Horse Power was comparison everyone could understand.

Suddenly, Watt had put the steam engine into a language that made sense to the layman. Which is exactly what Steve Jobs did when he launched the iPod.

He didn’t compare it to to other MP3 players for speed and fidelity.

That would have been a market-share comparison.

Steve Jobs had a much bigger opportunity in mind, market-growth.

That’s why he compared the iPod to something ordinary people could understand.

He simply held it up and said “A thousand songs in your pocket.”

Because 200 years later the rules for creative communication haven’t changed. You talk to the audience in their language. Not yours.

Excerpt from: Creative Blindness (And How To Cure It): Real-life stories of remarkable creative vision by Dave Trott

Steve Jobs on how he made unfamiliar tech developments feel familiar through “skeuomorphism”

The California Roll principle is based on the underlying rule of combining something new with something familiar to make it ‘strangely familiar’. It’s a phenomenon that psychologists like Robert B. Zejonc have labelled the ‘mere-exposure effect’ or the ‘Law of Familiarity’. Humans, understandably, have a tendency to be more comfortable around people and things they are familiar with. There is more than one way to build on this.
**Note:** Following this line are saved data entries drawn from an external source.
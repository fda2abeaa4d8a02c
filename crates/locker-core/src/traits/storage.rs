//! Object storage trait for pluggable document backends.

use std::pin::Pin;
use std::time::Duration;

use async_trait::async_trait;
use bytes::Bytes;
use futures::Stream;

use crate::result::AppResult;

/// Metadata about a stored object.
#[derive(Debug, Clone, PartialEq, serde::Serialize, serde::Deserialize)]
pub struct StorageObjectMeta {
    /// Key within the bucket.
    pub path: String,
    /// Size in bytes.
    pub size_bytes: u64,
    /// MIME type (if known).
    pub mime_type: Option<String>,
    /// Last modified timestamp.
    pub last_modified: Option<chrono::DateTime<chrono::Utc>>,
    /// Whether this entry is a directory (or a common prefix).
    pub is_directory: bool,
}

impl StorageObjectMeta {
    /// Final path segment.
    pub fn file_name(&self) -> &str {
        self.path.rsplit('/').next().unwrap_or(&self.path)
    }
}

/// A byte stream type used for reading object contents.
pub type ByteStream = Pin<Box<dyn Stream<Item = Result<Bytes, std::io::Error>> + Send>>;

/// Trait for object storage backends.
///
/// Keys are bucket-relative, `/`-separated paths such as
/// `{user}/{timestamp}_{category}_{name}.pdf`. The [`StorageProvider`]
/// trait is defined here in `locker-core` and implemented in
/// `locker-storage`.
#[async_trait]
pub trait StorageProvider: Send + Sync + std::fmt::Debug + 'static {
    /// Return the provider type name (e.g., "local", "s3").
    fn provider_type(&self) -> &str;

    /// Check whether the provider is healthy and reachable.
    async fn health_check(&self) -> AppResult<bool>;

    /// Read an object and return its byte stream.
    async fn read(&self, path: &str) -> AppResult<ByteStream>;

    /// Read an object into memory.
    async fn read_bytes(&self, path: &str) -> AppResult<Bytes>;

    /// Write bytes to an object, replacing any existing content.
    async fn write(&self, path: &str, data: Bytes) -> AppResult<()>;

    /// Delete an object. Deleting a missing object is not an error.
    async fn delete(&self, path: &str) -> AppResult<()>;

    /// Delete several objects in one call where the backend allows it.
    async fn delete_many(&self, paths: &[String]) -> AppResult<()> {
        for path in paths {
            self.delete(path).await?;
        }
        Ok(())
    }

    /// Copy an object to a new key.
    async fn copy(&self, from: &str, to: &str) -> AppResult<()>;

    /// Move an object to a new key.
    async fn rename(&self, from: &str, to: &str) -> AppResult<()>;

    /// Check whether an object exists.
    async fn exists(&self, path: &str) -> AppResult<bool>;

    /// Get metadata about an object. Missing objects yield a not-found error.
    async fn metadata(&self, path: &str) -> AppResult<StorageObjectMeta>;

    /// List the immediate children of a prefix. Nested prefixes are
    /// reported as directory entries.
    async fn list(&self, prefix: &str) -> AppResult<Vec<StorageObjectMeta>>;

    /// Produce a time-limited URL through which the object can be fetched
    /// without credentials.
    async fn signed_url(&self, path: &str, ttl: Duration) -> AppResult<String>;
}
//! Password hashing for password-protected share links.

pub mod hasher;

pub use hasher::PasswordHasher;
Apple does it though a design feature Steve Jobs called ‘skeuomorphism’. It’s a catch-all term for when design cues are taken from common objects or elements in the physical world. The iPhone calendar resembles a physical calendar. The notes app looks like a yellow legal pad. The rubbish bin on the first Mac was exactly like a metal bin. The podcast app when first launched looked like an ancient reel-to-teel tape and iBook looked like a real bookshelf with wood veneers. The familiar elements are not necessary but tap into our memory banks.

Excerpt from: Who Can You Trust?: How Technology Brought Us Together – and Why It Could Drive Us Apart by Rachel Botsman

Steve Jobs on the disease of thinking that having a great idea is 90pc of work

You know, one of the things that really hurt Apple was after I left, John Sculley got a very serious disease. It’s the disease of thinking that a really great idea is 90 per cent of the work. And if you tell all these other people “Here’s this great idea”, then of course they can go off and make it happen. And the problem with that is that there’s just a tremendous amount of craftsmanship in between a great idea and a great product… Designing a product is keeping five thousand things in your brain and fitting them all together.

Excerpt from: Curious: The Desire to Know and Why Your Future Depends on It by Ian Leslie

Creativity is just connecting things

“Creativity is just connecting things,” Jobs told Wired Magazine. “When you ask creative people how they did something, they feel a little guilty because they didn’t really do it, they just saw something. It seemed obvious to them after a while. That’s because they were able to connect experiences they’ve had a synthesise new things. And the reason they were able to do that was that they’ve had more experiences or they have thought more about their experiences than other people… Unfortunately, that’s too rare a commodity. A lot of people in our industry haven’t had very diverse experiences. So they don’t have enough dots to connect, and the end up with very linear solutions without a broad perspective on the problem.”

Excerpt from: Little Bets: How breakthrough ideas emerge from small discoveries by Peter Sims

Anchoring in Practice at Apple

The same approach can be used to communicate initial product value. Steve Jobs used anchoring during the launch of the Apple iPad to such effect. At one of his fames launch presentations, he introduced the “rumoured cost” that was speculated to be $999. This information anchored the press to the notion this would be the high-priced product. However, when Jobs later in the event revealed the iPad to be priced at $499, this “anchoring and reveal” tactic created a notion of value for money.